Work instructions: Transcribe the records below exactly, from their first line through the line containing "in a batch.". Omit every line after it.

= = = = =

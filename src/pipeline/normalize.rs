//! Image normalization: raw document bytes → resized RGB pages.
//!
//! ## Why spawn_blocking?
//!
//! TIFF decoding and Lanczos resampling are CPU-bound; running them on a
//! Tokio worker thread would stall unrelated documents in a batch.
//! `tokio::task::spawn_blocking` moves the work onto the blocking pool, the
//! same way rasterisation backends handle it.
//!
//! ## Why cap the longest edge?
//!
//! Scanned invoices arrive anywhere between fax resolution and 600-DPI
//! archive scans. Capping the longest edge (aspect ratio preserved) keeps
//! request bodies under provider upload limits and memory bounded, while
//! leaving small print legible to the model.

use crate::error::ExtractError;
use image::imageops::FilterType;
use image::{DynamicImage, ImageFormat, RgbImage};
use std::io::Cursor;
use tracing::debug;

/// Raster container formats accepted by the normalizer.
#[derive(Debug, Clone, Copy, PartialEq, Eq)]
pub enum SourceFormat {
    /// Tagged Image File Format, possibly multi-page.
    Tiff,
    Png,
    Jpeg,
}

impl SourceFormat {
    /// Map a file extension (without dot, any case) to a format.
    pub fn from_extension(ext: &str) -> Option<Self> {
        match ext.to_ascii_lowercase().as_str() {
            "tiff" | "tif" => Some(SourceFormat::Tiff),
            "png" => Some(SourceFormat::Png),
            "jpg" | "jpeg" => Some(SourceFormat::Jpeg),
            _ => None,
        }
    }

    /// Detect a format from magic bytes, for inputs with no trusted name.
    pub fn sniff(bytes: &[u8]) -> Option<Self> {
        if bytes.starts_with(b"II*\0") || bytes.starts_with(b"MM\0*") {
            Some(SourceFormat::Tiff)
        } else if bytes.starts_with(&[0x89, b'P', b'N', b'G']) {
            Some(SourceFormat::Png)
        } else if bytes.starts_with(&[0xFF, 0xD8, 0xFF]) {
            Some(SourceFormat::Jpeg)
        } else {
            None
        }
    }
}

/// One decoded, resized, canonically colour-encoded page.
///
/// Owned by the gateway call that consumes it and discarded afterwards —
/// normalized pages are never persisted by the pipeline.
#[derive(Debug, Clone)]
pub struct NormalizedImage {
    /// RGB8 pixel buffer, longest edge ≤ the configured bound.
    pub pixels: RgbImage,
    /// Zero-based page position in the source document.
    pub page_index: usize,
}

impl NormalizedImage {
    pub fn width(&self) -> u32 {
        self.pixels.width()
    }

    pub fn height(&self) -> u32 {
        self.pixels.height()
    }
}

/// Decode a document into ordered, resized RGB pages.
///
/// A multi-page TIFF yields one [`NormalizedImage`] per page in original
/// page order; PNG and JPEG yield exactly one. Unsupported or corrupt input
/// fails fast — retrying an unreadable file cannot succeed, so these errors
/// are terminal for the document.
pub async fn normalize(
    bytes: Vec<u8>,
    format: SourceFormat,
    max_dim: u32,
) -> Result<Vec<NormalizedImage>, ExtractError> {
    tokio::task::spawn_blocking(move || normalize_blocking(&bytes, format, max_dim))
        .await
        .map_err(|e| ExtractError::Internal(format!("normalize task panicked: {e}")))?
}

/// Blocking implementation of document normalization.
fn normalize_blocking(
    bytes: &[u8],
    format: SourceFormat,
    max_dim: u32,
) -> Result<Vec<NormalizedImage>, ExtractError> {
    let pages = match format {
        SourceFormat::Tiff => decode_tiff_pages(bytes)?,
        SourceFormat::Png => vec![decode_single(bytes, ImageFormat::Png)?],
        SourceFormat::Jpeg => vec![decode_single(bytes, ImageFormat::Jpeg)?],
    };

    if pages.is_empty() {
        return Err(ExtractError::EmptyDocument);
    }

    Ok(pages
        .into_iter()
        .enumerate()
        .map(|(page_index, page)| {
            let rgb = resize_to_bound(page.to_rgb8(), max_dim);
            debug!(
                page = page_index + 1,
                width = rgb.width(),
                height = rgb.height(),
                "normalized page"
            );
            NormalizedImage {
                pixels: rgb,
                page_index,
            }
        })
        .collect())
}

/// Decode a single-page PNG or JPEG.
fn decode_single(bytes: &[u8], format: ImageFormat) -> Result<DynamicImage, ExtractError> {
    image::load_from_memory_with_format(bytes, format).map_err(|e| ExtractError::ImageDecode {
        detail: format!("{e}"),
    })
}

/// Decode every page of a (possibly multi-page) TIFF.
///
/// Iterates the file's image directories; each IFD is one page. Exotic
/// colour layouts the decoder cannot express are rejected rather than
/// silently mangled.
fn decode_tiff_pages(bytes: &[u8]) -> Result<Vec<DynamicImage>, ExtractError> {
    use tiff::decoder::{Decoder, DecodingResult};
    use tiff::ColorType as TiffColorType;

    let decode_err = |detail: String| ExtractError::ImageDecode { detail };

    let mut decoder = Decoder::new(Cursor::new(bytes))
        .map_err(|e| decode_err(format!("TIFF header: {e}")))?;

    let mut pages = Vec::new();

    loop {
        let page_num = pages.len() + 1;
        let (width, height) = decoder
            .dimensions()
            .map_err(|e| decode_err(format!("TIFF page {page_num} dimensions: {e}")))?;
        let color_type = decoder
            .colortype()
            .map_err(|e| decode_err(format!("TIFF page {page_num} color type: {e}")))?;
        let data = decoder
            .read_image()
            .map_err(|e| decode_err(format!("TIFF page {page_num}: {e}")))?;

        let buffer_err =
            || decode_err(format!("TIFF page {page_num}: pixel buffer does not match {width}x{height}"));

        let page = match (data, color_type) {
            (DecodingResult::U8(buf), TiffColorType::Gray(8)) => DynamicImage::ImageLuma8(
                image::ImageBuffer::from_raw(width, height, buf).ok_or_else(buffer_err)?,
            ),
            (DecodingResult::U8(buf), TiffColorType::RGB(8)) => DynamicImage::ImageRgb8(
                image::ImageBuffer::from_raw(width, height, buf).ok_or_else(buffer_err)?,
            ),
            (DecodingResult::U8(buf), TiffColorType::RGBA(8)) => DynamicImage::ImageRgba8(
                image::ImageBuffer::from_raw(width, height, buf).ok_or_else(buffer_err)?,
            ),
            (DecodingResult::U16(buf), TiffColorType::Gray(16)) => DynamicImage::ImageLuma16(
                image::ImageBuffer::from_raw(width, height, buf).ok_or_else(buffer_err)?,
            ),
            (DecodingResult::U16(buf), TiffColorType::RGB(16)) => DynamicImage::ImageRgb16(
                image::ImageBuffer::from_raw(width, height, buf).ok_or_else(buffer_err)?,
            ),
            (DecodingResult::U16(buf), TiffColorType::RGBA(16)) => DynamicImage::ImageRgba16(
                image::ImageBuffer::from_raw(width, height, buf).ok_or_else(buffer_err)?,
            ),
            (_, other) => {
                return Err(decode_err(format!(
                    "TIFF page {page_num}: unsupported color layout {other:?}"
                )));
            }
        };

        pages.push(page);

        if !decoder.more_images() {
            break;
        }
        decoder
            .next_image()
            .map_err(|e| decode_err(format!("TIFF page {}: {e}", pages.len() + 1)))?;
    }

    Ok(pages)
}

/// Shrink so neither dimension exceeds `max_dim`, preserving aspect ratio.
///
/// Lanczos3 resampling keeps printed digits crisp; cheaper filters smear
/// thin strokes and measurably hurt extraction accuracy on small fonts.
fn resize_to_bound(img: RgbImage, max_dim: u32) -> RgbImage {
    let (w, h) = img.dimensions();
    if w <= max_dim && h <= max_dim {
        return img;
    }
    let (new_w, new_h) = if w >= h {
        let scaled = ((h as u64 * max_dim as u64) / w as u64).max(1) as u32;
        (max_dim, scaled)
    } else {
        let scaled = ((w as u64 * max_dim as u64) / h as u64).max(1) as u32;
        (scaled, max_dim)
    };
    image::imageops::resize(&img, new_w, new_h, FilterType::Lanczos3)
}

#[cfg(test)]
mod tests {
    use super::*;
    use image::Rgb;

    fn png_bytes(width: u32, height: u32) -> Vec<u8> {
        let img = RgbImage::from_pixel(width, height, Rgb([200, 200, 200]));
        let mut buf = Vec::new();
        img.write_to(&mut Cursor::new(&mut buf), ImageFormat::Png)
            .expect("encode png");
        buf
    }

    /// Multi-page grayscale TIFF where page N is filled with value N*40.
    fn multipage_tiff(pages: usize) -> Vec<u8> {
        use tiff::encoder::{colortype, TiffEncoder};

        let mut buf = Cursor::new(Vec::new());
        let mut encoder = TiffEncoder::new(&mut buf).expect("tiff encoder");
        for page in 0..pages {
            let data = vec![(page as u8 + 1) * 40; 64 * 64];
            encoder
                .write_image::<colortype::Gray8>(64, 64, &data)
                .expect("write tiff page");
        }
        buf.into_inner()
    }

    #[test]
    fn format_from_extension() {
        assert_eq!(SourceFormat::from_extension("TIFF"), Some(SourceFormat::Tiff));
        assert_eq!(SourceFormat::from_extension("tif"), Some(SourceFormat::Tiff));
        assert_eq!(SourceFormat::from_extension("png"), Some(SourceFormat::Png));
        assert_eq!(SourceFormat::from_extension("JPeG"), Some(SourceFormat::Jpeg));
        assert_eq!(SourceFormat::from_extension("pdf"), None);
    }

    #[test]
    fn format_sniffing() {
        assert_eq!(SourceFormat::sniff(&multipage_tiff(1)), Some(SourceFormat::Tiff));
        assert_eq!(SourceFormat::sniff(&png_bytes(2, 2)), Some(SourceFormat::Png));
        assert_eq!(SourceFormat::sniff(b"%PDF-1.7"), None);
    }

    #[tokio::test]
    async fn single_png_yields_one_page() {
        let pages = normalize(png_bytes(100, 60), SourceFormat::Png, 4096)
            .await
            .expect("normalize");
        assert_eq!(pages.len(), 1);
        assert_eq!(pages[0].page_index, 0);
        assert_eq!((pages[0].width(), pages[0].height()), (100, 60));
    }

    #[tokio::test]
    async fn multipage_tiff_preserves_page_order() {
        let pages = normalize(multipage_tiff(3), SourceFormat::Tiff, 4096)
            .await
            .expect("normalize");
        assert_eq!(pages.len(), 3);
        for (i, page) in pages.iter().enumerate() {
            assert_eq!(page.page_index, i);
            // Page fill value encodes its original position.
            let expected = (i as u8 + 1) * 40;
            assert_eq!(page.pixels.get_pixel(0, 0).0, [expected, expected, expected]);
        }
    }

    #[tokio::test]
    async fn oversized_page_is_bounded() {
        let pages = normalize(png_bytes(800, 200), SourceFormat::Png, 400)
            .await
            .expect("normalize");
        assert_eq!((pages[0].width(), pages[0].height()), (400, 100));
    }

    #[tokio::test]
    async fn portrait_page_keeps_aspect() {
        let pages = normalize(png_bytes(200, 800), SourceFormat::Png, 400)
            .await
            .expect("normalize");
        assert_eq!((pages[0].width(), pages[0].height()), (100, 400));
    }

    #[tokio::test]
    async fn corrupt_input_fails_fast() {
        let err = normalize(vec![0, 1, 2, 3], SourceFormat::Tiff, 4096)
            .await
            .unwrap_err();
        assert!(matches!(err, ExtractError::ImageDecode { .. }));
    }

    #[tokio::test]
    async fn png_bytes_declared_as_jpeg_fail() {
        let err = normalize(png_bytes(8, 8), SourceFormat::Jpeg, 4096)
            .await
            .unwrap_err();
        assert!(matches!(err, ExtractError::ImageDecode { .. }));
    }
}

= = = = =

Exercise output:
filename src/pipeline/normalize.rs
//! Image normalization: raw document bytes → resized RGB pages.
//!
//! ## Why spawn_blocking?
//!
//! TIFF decoding and Lanczos resampling are CPU-bound; running them on a
//! Tokio worker thread would stall unrelated documents in a batch.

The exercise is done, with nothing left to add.